I think the question is "how do people feel about breaking such laws", mainly copyright laws.
 
I know that in most Arab countries it was not perceived as a crime or even immoral until recently; and still many people insist that it's not immoral to copy copyrighted material even though it's against the law.
 
However, cable TV is not common at all and people just buy a satellite and receiver and that's it, you don't need to pay any more. But I do know that there still are some people that copy CDs, both for film and music and for programmes (and coming up with ingenious ways to do that!); they even copy books.
 
But I think it just boils down to education. My sister is a teacher in a public school, her supervisor asked her to copy an entire book several copies and distribute it to the students! My sister was unable to convince her supervisor that it’s against the law until she actually went to a lawyer and borrowed a copy of the copyright regulations in the UAE and showed it to her! The supervisor (an old generation teacher, which is now a grandmother) finally understood it was against the law but could not understand why.


----------



## mirx

sureño said:


> I’ve seen that sharing cable TV is a common practice in many Argentina’s neighborhoods. I mean…an owner is the one who is subscribed at the company, and then he/she shares it with at least another neighbor or more. The cost is generally sharing too, although front to the company only the subscribed one is responsible.
> Another common practice is to sell copied CD’s. People are selling and buying them in anywhere.
> I’ve just mentioned two things that popped into my mind right now, but surely there are more.
> Of course these things are illegal, and there are commercials TV warning these are a punished crime. But seemingly people don’t care so much.
> My question is then: How do work these kinds of things in other countries?


 

The CD counterfeit thing is in the decline in México, it was a big thing 8 years ago but now people do it themselves in their own homes, so no need to go and buy a face CD off anyone else when we have mp3 players, and virtually all music is now nothing but an electronic file.
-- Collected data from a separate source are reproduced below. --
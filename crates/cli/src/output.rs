//! Console rendering of an aggregation run

use serde::Serialize;

use btc_core::{PriceFeedError, PriceFeedResult, Quote};
use btc_price_feed::AggregationResult;

#[derive(Debug, Serialize)]
struct Conversion {
    usd: f64,
    btc: f64,
}

#[derive(Debug, Serialize)]
struct Failure<'a> {
    provider: String,
    endpoint: &'a str,
    category: &'static str,
    error: String,
}

#[derive(Debug, Serialize)]
struct Report<'a> {
    average_price: Option<f64>,
    success_count: usize,
    quotes: &'a [Quote],
    failures: Vec<Failure<'a>>,
    conversions: Vec<Conversion>,
}

/// Plain text report. Fails when no provider answered.
pub fn render_text(
    result: &AggregationResult,
    amounts: &[f64],
    show_quotes: bool,
) -> PriceFeedResult<String> {
    let average = result.average_price()?;
    let mut out = String::new();

    if show_quotes {
        for quote in result.quotes() {
            out.push_str(&format!("{quote}\n\n"));
        }
    }

    out.push_str(&format!("Average BTC Price: {average}\n"));
    for amount in amounts {
        let btc = result.convert(*amount)?;
        out.push_str(&format!("${amount} USD in BTC: {btc}\n"));
    }

    Ok(out)
}

/// JSON report; average and conversions are null/empty when nothing answered.
/// An amount that cannot be converted is an error, not a silent omission.
pub fn render_json(result: &AggregationResult, amounts: &[f64]) -> anyhow::Result<String> {
    let mut conversions = Vec::with_capacity(amounts.len());
    for usd in amounts {
        match result.convert(*usd) {
            Ok(btc) => conversions.push(Conversion { usd: *usd, btc }),
            Err(PriceFeedError::NoQuotes) => {}
            Err(e) => return Err(e.into()),
        }
    }

    let failures = result
        .failures()
        .iter()
        .map(|f| Failure {
            provider: f.provider.to_string(),
            endpoint: &f.endpoint,
            category: f.error.category(),
            error: f.error.to_string(),
        })
        .collect();

    let report = Report {
        average_price: result.average_price().ok(),
        success_count: result.success_count(),
        quotes: result.quotes(),
        failures,
        conversions,
    };

    Ok(serde_json::to_string_pretty(&report)?)
}
//! Operation kinds and their collision policies.

use serde::{Deserialize, Serialize};
use std::fmt;

/// The kind of simulated operation.
///
/// Only display text, default presets and the default [`CollisionPolicy`]
/// depend on the kind; the task state machine never branches on it.
#[derive(Debug, Clone, Copy, PartialEq, Eq, Hash, PartialOrd, Ord, Serialize, Deserialize)]
#[serde(rename_all = "kebab-case")]
pub enum TaskKind {
    /// Network reconnaissance sweep.
    Scan,
    /// Single-host scan launched from the emergency scan dialog.
    FocusedScan,
    /// Exploit run against one vulnerability.
    Exploit,
    /// GPU password cracking run.
    Crack,
    /// Hijacked interactive session.
    Session,
}

impl TaskKind {
    pub const ALL: [TaskKind; 5] = [
        TaskKind::Scan,
        TaskKind::FocusedScan,
        TaskKind::Exploit,
        TaskKind::Crack,
        TaskKind::Session,
    ];

    /// Stable machine name (config keys, serialized form).
    pub fn as_str(self) -> &'static str {
        match self {
            TaskKind::Scan => "scan",
            TaskKind::FocusedScan => "focused-scan",
            TaskKind::Exploit => "exploit",
            TaskKind::Crack => "crack",
            TaskKind::Session => "session",
        }
    }

    /// Human-readable name used in notification text.
    pub fn display_name(self) -> &'static str {
        match self {
            TaskKind::Scan => "Scan",
            TaskKind::FocusedScan => "Focused scan",
            TaskKind::Exploit => "Exploit",
            TaskKind::Crack => "Password cracking",
            TaskKind::Session => "Session",
        }
    }

    /// Default collision policy.
    ///
    /// Scans, exploits and cracking runs are single-flight per key; sessions
    /// never collide because every hijack is a fresh session.
    pub fn default_policy(self) -> CollisionPolicy {
        match self {
            TaskKind::Session => CollisionPolicy::Unrestricted,
            TaskKind::Scan | TaskKind::FocusedScan | TaskKind::Exploit | TaskKind::Crack => {
                CollisionPolicy::Reject
            }
        }
    }
}

impl fmt::Display for TaskKind {
    fn fmt(&self, f: &mut fmt::Formatter<'_>) -> fmt::Result {
        f.write_str(self.as_str())
    }
}

/// What `start` does when the key already maps to a live task.
#[derive(Debug, Clone, Copy, PartialEq, Eq, Hash, Serialize, Deserialize)]
#[serde(rename_all = "kebab-case")]
pub enum CollisionPolicy {
    /// Single-flight: refuse the new start with `AlreadyRunning`.
    Reject,
    /// Cancel the live task, then start the new one under the same key.
    Supersede,
    /// Never refuse: an occupied key is replaced by a freshly minted one.
    Unrestricted,
}
//! Notification sinks.

use std::sync::{Mutex, PoisonError};

use tracing::{error, info, warn};

use crate::domain::NotifyError;
use crate::ports::{NotificationSink, NotifyLevel};

/// Writes every notification to the `tracing` pipeline.
#[derive(Debug, Default, Clone, Copy)]
pub struct TracingNotifier;

impl NotificationSink for TracingNotifier {
    fn notify(&self, message: &str, level: NotifyLevel) -> Result<(), NotifyError> {
        match level {
            NotifyLevel::Info | NotifyLevel::Success => info!(%level, "{message}"),
            NotifyLevel::Warning => warn!(%level, "{message}"),
            NotifyLevel::Error => error!(%level, "{message}"),
        }
        Ok(())
    }
}

/// Drops everything.
#[derive(Debug, Default, Clone, Copy)]
pub struct NoopNotifier;

impl NotificationSink for NoopNotifier {
    fn notify(&self, _message: &str, _level: NotifyLevel) -> Result<(), NotifyError> {
        Ok(())
    }
}

/// Keeps every notification in memory, in delivery order.
#[derive(Debug, Default)]
pub struct RecordingNotifier {
    entries: Mutex<Vec<(NotifyLevel, String)>>,
}

impl RecordingNotifier {
    pub fn new() -> Self {
        Self::default()
    }

    pub fn entries(&self) -> Vec<(NotifyLevel, String)> {
        self.entries
            .lock()
            .unwrap_or_else(PoisonError::into_inner)
            .clone()
    }

    pub fn messages(&self) -> Vec<String> {
        self.entries().into_iter().map(|(_, message)| message).collect()
    }

    /// Drain the recorded entries.
    pub fn take(&self) -> Vec<(NotifyLevel, String)> {
        std::mem::take(&mut *self.entries.lock().unwrap_or_else(PoisonError::into_inner))
    }
}

impl NotificationSink for RecordingNotifier {
    fn notify(&self, message: &str, level: NotifyLevel) -> Result<(), NotifyError> {
        self.entries
            .lock()
            .unwrap_or_else(PoisonError::into_inner)
            .push((level, message.to_string()));
        Ok(())
    }
}

#[cfg(test)]
mod tests {
    use super::*;

    #[test]
    fn recording_notifier_keeps_order() {
        let sink = RecordingNotifier::new();
        sink.notify("Exploit started: CVE-2024-1221", NotifyLevel::Info).unwrap();
        sink.notify("Exploit completed: CVE-2024-1221", NotifyLevel::Success).unwrap();

        assert_eq!(
            sink.take(),
            vec![
                (NotifyLevel::Info, "Exploit started: CVE-2024-1221".to_string()),
                (NotifyLevel::Success, "Exploit completed: CVE-2024-1221".to_string()),
            ]
        );
        assert!(sink.entries().is_empty());
    }
}
//! IdGenerator port - task id minting.
//!
//! Ids are ULIDs whose timestamp part comes from the injected `Clock`, so a
//! `ManualClock` makes the time component deterministic.

use crate::domain::TaskId;
use crate::ports::Clock;
use ulid::Ulid;

pub trait IdGenerator: Send + Sync {
    fn generate_task_id(&self) -> TaskId;
}

pub struct UlidGenerator<C> {
    clock: C,
}

impl<C: Clock> UlidGenerator<C> {
    pub fn new(clock: C) -> Self {
        Self { clock }
    }
}

impl<C: Clock> IdGenerator for UlidGenerator<C> {
    fn generate_task_id(&self) -> TaskId {
        let timestamp_ms = self.clock.now().timestamp_millis().max(0) as u64;
        let ulid = Ulid::from_parts(timestamp_ms, rand::random());
        TaskId::from(ulid)
    }
}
Even if people don't have a computer or internet at home, they will surely know somebody who does and who will gladly burn them CDs for free, or pass them the music files through some means. In the last case people can still go to a Cyber-cafe and download their own music.

The cable-sharing thing is not very common but I knew of at least 2 people who did it, and they took all precautions not to be discovered. Illegally acquiring satellite TV was another thing altogether, most of us have no idea of how to de-code whatever it is that this people encode, what some people did was buy cheaper satellites from the same employees that worked for Sky and DirecTV. However people who did this usually kept it to themselves and not brag about it like it seems to be the case in Argentina.

Shift it back!!!, It is indeed very common.I can't believe I forgot it but we had "shared" cable in my own house for some time a few years ago.


----------



## clipper

I confess to not understanding the logic behind cable TV sharing. Surely if only one person has the decoder than he/she chooses what channel to watch, and when to change it ! Not very convenient...

Here in Spain a slightly dubious practice exists among some expats from the UK who contract a satelite TV service in the UK, then dismantle it, bring it to their Spanish property and reinstall it, therefore being able to watch programs which are in theory only available in the UK. I believe this is technically illegal because it infringes the broadscast rights, particularly of sporting events, these people are usually paying the subscription in the UK though.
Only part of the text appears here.